Figure 2. SEM images of (A) ensemble of Au-P2VPs and (B) a single Au-P2VP. HAADFSTEM images of (C) the single Au-P2VP in (B) and (D) a cross-sectional slice of another single Au-P2VP. (E, F) Magnified images of B and C, respectively. (G, H) EDS elemental mapping images of the single Au-P2VP in (B). (G) C K-line and (H) Au L-line. Size histograms of (I) AuP2VPs and (J) Au nanoparticles on P2VPs.

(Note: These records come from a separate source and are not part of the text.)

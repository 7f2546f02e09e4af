//! On-disk token cache
//!
//! One small JSON file per cache key (`<dir>/<key>.json`). Files are replaced
//! atomically; a file that cannot be parsed, or that belongs to another
//! provider, is treated as absent so a damaged cache only costs a fresh login.

use super::AuthError;
use crate::dataset::store::sync_dir;
use crate::Provider;
use chrono::{DateTime, Duration, Utc};
use serde::{Deserialize, Serialize};
use std::io::Write;
use std::path::{Path, PathBuf};
use tracing::{debug, info, warn};

/// Bearer token issued by the utility provider
pub const HSV_TOKEN_KEY: &str = "hsv_token";

/// Short-lived API token issued by the thermostat vendor
pub const ECOBEE_TOKEN_KEY: &str = "ecobee_token";

/// Long-lived browser session with the thermostat vendor
pub const ECOBEE_SESSION_KEY: &str = "ecobee_session";

/// Margin before expiry at which a token stops being reused
pub const SAFETY_MARGIN_SECS: i64 = 60;

/// Cache keys owned by a provider
pub fn keys_for(provider: Provider) -> &'static [&'static str] {
    match provider {
        Provider::Hsv => &[HSV_TOKEN_KEY],
        Provider::Ecobee => &[ECOBEE_TOKEN_KEY, ECOBEE_SESSION_KEY],
    }
}

/// Persisted token record
#[derive(Clone, PartialEq, Serialize, Deserialize)]
pub struct CachedToken {
    /// Provider that issued the token
    pub provider: Provider,
    /// Opaque token or session value
    pub token: String,
    /// When the token was obtained
    pub issued_at: DateTime<Utc>,
    /// Provider-reported expiry; absent for browser sessions
    #[serde(default, skip_serializing_if = "Option::is_none")]
    pub expires_at: Option<DateTime<Utc>>,
}

impl std::fmt::Debug for CachedToken {
    fn fmt(&self, f: &mut std::fmt::Formatter<'_>) -> std::fmt::Result {
        f.debug_struct("CachedToken")
            .field("provider", &self.provider)
            .field("token", &"<redacted>")
            .field("issued_at", &self.issued_at)
            .field("expires_at", &self.expires_at)
            .finish()
    }
}

/// Token cache rooted at a directory
#[derive(Debug, Clone)]
pub struct TokenCache {
    dir: PathBuf,
}

impl TokenCache {
    /// Create a cache storing files under `dir`
    pub fn new(dir: impl AsRef<Path>) -> Self {
        Self {
            dir: dir.as_ref().to_path_buf(),
        }
    }

    /// File backing `key`
    pub fn path_for(&self, key: &str) -> PathBuf {
        self.dir.join(format!("{key}.json"))
    }

    /// Load a cached token
    ///
    /// Missing, unreadable, corrupt and mismatched files all yield `None`.
    pub fn load(&self, key: &str) -> Option<CachedToken> {
        let path = self.path_for(key);
        let contents = match std::fs::read_to_string(&path) {
            Ok(contents) => contents,
            Err(e) if e.kind() == std::io::ErrorKind::NotFound => {
                debug!(key, "No cached token");
                return None;
            }
            Err(e) => {
                warn!(key, path = %path.display(), error = %e, "Failed to read token cache, ignoring");
                return None;
            }
        };

        let cached: CachedToken = match serde_json::from_str(&contents) {
            Ok(cached) => cached,
            Err(e) => {
                warn!(key, path = %path.display(), error = %e, "Corrupt token cache, ignoring");
                return None;
            }
        };

        let expected = key.split('_').next().unwrap_or_default();
        if cached.provider.as_str() != expected {
            warn!(
                key,
                found = %cached.provider,
                "Token cache belongs to another provider, ignoring"
            );
            return None;
        }

        Some(cached)
    }

    /// Persist a token atomically
    pub fn save(&self, key: &str, token: &CachedToken) -> Result<(), AuthError> {
        let path = self.path_for(key);
        std::fs::create_dir_all(&self.dir)
            .map_err(|e| AuthError::Cache(format!("Failed to create {}: {e}", self.dir.display())))?;

        let json = serde_json::to_string_pretty(token)
            .map_err(|e| AuthError::Cache(format!("Failed to serialize token: {e}")))?;

        let mut temp_file = tempfile::NamedTempFile::new_in(&self.dir)
            .map_err(|e| AuthError::Cache(format!("Failed to create temp file: {e}")))?;
        temp_file
            .write_all(json.as_bytes())
            .map_err(|e| AuthError::Cache(format!("Failed to write temp file: {e}")))?;
        temp_file
            .flush()
            .map_err(|e| AuthError::Cache(format!("Failed to flush temp file: {e}")))?;
        temp_file
            .as_file()
            .sync_all()
            .map_err(|e| AuthError::Cache(format!("Failed to sync temp file: {e}")))?;
        temp_file
            .persist(&path)
            .map_err(|e| AuthError::Cache(format!("Failed to persist {}: {e}", path.display())))?;

        sync_dir(&self.dir);

        info!(
            key,
            provider = %token.provider,
            expires_at = ?token.expires_at,
            "Token cached"
        );
        Ok(())
    }

    /// Delete a cached token; returns whether a file was removed
    pub fn clear(&self, key: &str) -> Result<bool, AuthError> {
        let path = self.path_for(key);
        match std::fs::remove_file(&path) {
            Ok(()) => {
                info!(key, "Cached token removed");
                Ok(true)
            }
            Err(e) if e.kind() == std::io::ErrorKind::NotFound => Ok(false),
            Err(e) => Err(AuthError::Cache(format!(
                "Failed to remove {}: {e}",
                path.display()
            ))),
        }
    }

    /// Whether `token` can still be used at `now`
    ///
    /// Tokens without an expiry are reused until the provider refuses them.
    pub fn is_valid(&self, token: &CachedToken, now: DateTime<Utc>) -> bool {
        match token.expires_at {
            Some(expires_at) => now + Duration::seconds(SAFETY_MARGIN_SECS) < expires_at,
            None => true,
        }
    }
}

Taking a closer look at each of the Au nanoparticles on a single Au-P2VP particle, it is found that the individual Au nanoparticles appear slightly larger in the HAADF-STEM image (Figure 2F) than in the SEM image (Figure 2E). In particular, some Au nanoparticles overlap with each other in the HAADF-STEM image despite being able to be resolved independently in SEM images, as indicated by arrows in Figure 2E and F. This discrepancy is because only the exposed portion of the Au nanoparticles on the P2VP surface is observed in the SEM image, whereas the entire Au nanoparticles, including the portion buried in the P2VP particle, are observed in the HAADF-STEM image. Therefore, these observations reveal that part of each Au nanoparticle is buried in the P2VP particle (Supporting Information Figure S1). Figure 3A–C show a low-magnification SEM image of an ensemble of Pt-P2VPs and SEM and HAADF-STEM images of a single Pt-P2VP particle, respectively. Figure 3D depicts the cross-sectional HAADF-STEM image of a single Pt-P2VP particle. As is the case for the AuP2VPs, the Pt nanoparticles are mainly formed near the surface of the P2VP particles. However, a non-negligible number of Pt nanoparticles were found to exist in high density in the subsurface region (around 70 nm from the surface of the P2VP particle). Figure 3G and H show EDS elemental mapping images for C and Pt of a single Pt-P2VP particle. The Pt-P2VPs are uniform and spherical in shape with a rough surface and mean diameter of 368.2 ± 7.6 nm (Figure 3I). Each Pt-P2VP particle has numerous small Pt nanoparticles with a mean diameter of 3.8 ± 1.4 nm (Figure 3J), which was much smaller than the Au nanoparticles of Au-P2VP. Moreover, a greater number of Pt nanoparticles can be seen in the HAADF-STEM image (Figure 3F) than in the SEM image (Figure 3E). These observations also suggest that Pt nanoparticles are formed not only on the surface of P2VP particles but also inside the P2VP core.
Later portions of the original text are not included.